The Ethics Resource Center, a private nonprofit research organization, has conducted an annual workplace ethics study since 1994, affording the ability to look at long-term or emerging trends. For its 2011 report, the Center interviewed 4,800 full- and part-time workers at various levels in mostly private-sector businesses. One-third were interviewed by telephone or cell phone and two-thirds participated online. Responses were captured last September 15-29.
Among the key findings from the 2011 report:
• The percentage of employees who perceived pressure to compromise standards to do their jobs climbed five points from 2009 to 13 percent in 2011.
• The share of companies with weak ethics cultures climbed to near record levels at 42 percent.
• Misconduct witnessed by U.S. workers fell to a new low of 45 percent, while reporting of misconduct reached a record high of 65 percent.
• More than one in five employee whistleblowers reported retaliation, ranging from demotion to verbal abuse to being excluded from key decisions or work activity.
• Around one-third of employees say management watches them more closely.
• More than four in 10 employees say their company has increased awareness of ethics.

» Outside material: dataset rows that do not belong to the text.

//! Ambient presentation driven by the hand state: material tint, emissive
//! glow, bloom intensity and one-shot voice announcements.
//!
//! Nothing here feeds back into the simulation. All visual values use the
//! same exponential blend as the particles; announcements fire on rising
//! edges only and stay silent until audio is unlocked by a user gesture.

use crate::constants::*;
use crate::formation::Formation;
use crate::gesture::{HandState, LoveMode};
use glam::Vec3;

/// Something to say, in the fixed voice locale.
#[derive(Clone, Debug, PartialEq, Eq)]
pub struct Announcement {
    pub text: String,
}

impl Announcement {
    fn new(text: impl Into<String>) -> Self {
        Self { text: text.into() }
    }

    pub fn locale(&self) -> &'static str {
        VOICE_LOCALE
    }
}

/// Values consumed by the renderer once per tick.
#[derive(Clone, Copy, Debug, PartialEq)]
pub struct Look {
    pub tint: Vec3,
    pub emissive: Vec3,
    pub emissive_intensity: f32,
    pub bloom: f32,
}

impl Default for Look {
    fn default() -> Self {
        Self {
            tint: Vec3::ONE,
            emissive: Vec3::from_array(TINT_SCATTER),
            emissive_intensity: EMISSIVE_SCATTER,
            bloom: BLOOM_IDLE,
        }
    }
}

/// Tint color and emissive intensity targets for a formation. Glyph shares
/// the idle look.
pub fn material_target(formation: Formation) -> (Vec3, f32) {
    match formation {
        Formation::Heart => (Vec3::from_array(TINT_LOVE), EMISSIVE_LOVE),
        Formation::Pyramid => (Vec3::from_array(TINT_PYRAMID), EMISSIVE_PYRAMID),
        Formation::Sphere => (Vec3::from_array(TINT_SPHERE), EMISSIVE_SPHERE),
        Formation::Glyph | Formation::Scatter => (Vec3::from_array(TINT_SCATTER), EMISSIVE_SCATTER),
    }
}

pub fn bloom_target(state: &HandState) -> f32 {
    if state.love_mode.is_active() {
        BLOOM_LOVE
    } else if state.is_triangle {
        BLOOM_PYRAMID
    } else if state.is_pinch {
        BLOOM_PINCH
    } else if state.grip > BLOOM_GRIP_MIN {
        BLOOM_GRIP
    } else {
        BLOOM_IDLE
    }
}

#[derive(Clone, Debug)]
pub struct PresentationController {
    look: Look,
    voice_enabled: bool,
    was_love: LoveMode,
    was_triangle: bool,
    was_pinch: bool,
    last_finger_count: Option<u8>,
}

impl Default for PresentationController {
    fn default() -> Self {
        Self::new()
    }
}

impl PresentationController {
    pub fn new() -> Self {
        Self {
            look: Look::default(),
            voice_enabled: false,
            was_love: LoveMode::None,
            was_triangle: false,
            was_pinch: false,
            last_finger_count: None,
        }
    }

    #[inline]
    pub fn look(&self) -> Look {
        self.look
    }

    #[inline]
    pub fn voice_enabled(&self) -> bool {
        self.voice_enabled
    }

    /// One-time audio unlock. Returns the greeting on the first call only.
    pub fn unlock_voice(&mut self) -> Option<Announcement> {
        if self.voice_enabled {
            return None;
        }
        self.voice_enabled = true;
        log::info!("[voice] unlocked");
        Some(Announcement::new(PHRASE_UNLOCKED))
    }

    /// Advance one tick. Returns the announcement to speak, if any; when
    /// several edges fire together the last one wins, as each new utterance
    /// cancels the one before it.
    pub fn update(&mut self, state: &HandState) -> Option<Announcement> {
        self.blend_look(state);
        let said = self.detect_edges(state);
        said.filter(|_| self.voice_enabled)
    }

    fn blend_look(&mut self, state: &HandState) {
        let (tint, intensity) = material_target(Formation::select(state));
        let l = &mut self.look;
        l.tint = l.tint.lerp(tint, PRESENTATION_BLEND);
        l.emissive = l.emissive.lerp(tint, PRESENTATION_BLEND);
        l.emissive_intensity += (intensity - l.emissive_intensity) * PRESENTATION_BLEND;
        l.bloom += (bloom_target(state) - l.bloom) * PRESENTATION_BLEND;
    }

    // Edge memory is tracked even while voice is locked so that unlocking
    // mid-gesture does not replay a sustained state.
    fn detect_edges(&mut self, state: &HandState) -> Option<Announcement> {
        let mut said = None;
        let love = state.love_mode;
        if love == LoveMode::Single && self.was_love != LoveMode::Single {
            said = Some(Announcement::new(PHRASE_LOVE_SINGLE));
        }
        if love == LoveMode::Double && self.was_love != LoveMode::Double {
            said = Some(Announcement::new(PHRASE_LOVE_DOUBLE));
        }
        self.was_love = love;

        if state.is_triangle && !self.was_triangle {
            said = Some(Announcement::new(PHRASE_PYRAMID));
        }
        self.was_triangle = state.is_triangle;

        if state.is_pinch && !self.was_pinch && !state.is_triangle && !love.is_active() {
            said = Some(Announcement::new(PHRASE_PINCH));
        }
        self.was_pinch = state.is_pinch;

        let counting = Formation::glyph_eligible(state) && !state.is_pinch;
        if counting && self.last_finger_count != Some(state.finger_count) {
            if state.finger_count > 0 {
                said = Some(Announcement::new(state.finger_count.to_string()));
            }
            self.last_finger_count = Some(state.finger_count);
        }
        said
    }
}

Most forms of misconduct increased from levels reported in 2009 on a similar survey. Sexual harassment and substance abuse each rose to 11 percent. Health and safety violations climbed to 13 percent. "For many Americans, the economy in 2011 seems only slightly better than during the recession," the report concludes.
Maybe the most startling, and perhaps controversial, findings deal with active social networks and workplace ethics.
"Active social networkers show a higher tolerance for certain activities that could be considered questionable," the report says. "For example, among active social networkers, half feel it is acceptable to keep copies of confidential work documents in case they need them in their next job, compared to only 15 percent of colleagues."
"Two pervasive external factors seem to have played a role in the extreme nature of the findings this year," says ERC President Patricia Harned. "The economy and technology (specifically social networking) are not only changing the way we behave outside the workplace, they seem to be influencing the way we conduct ourselves at work."
"The data make a very clear case," Harned says, "that if business leaders will take heed of these findings and make ethics a business priority, they can have a dramatic impact on the conduct of their workforce."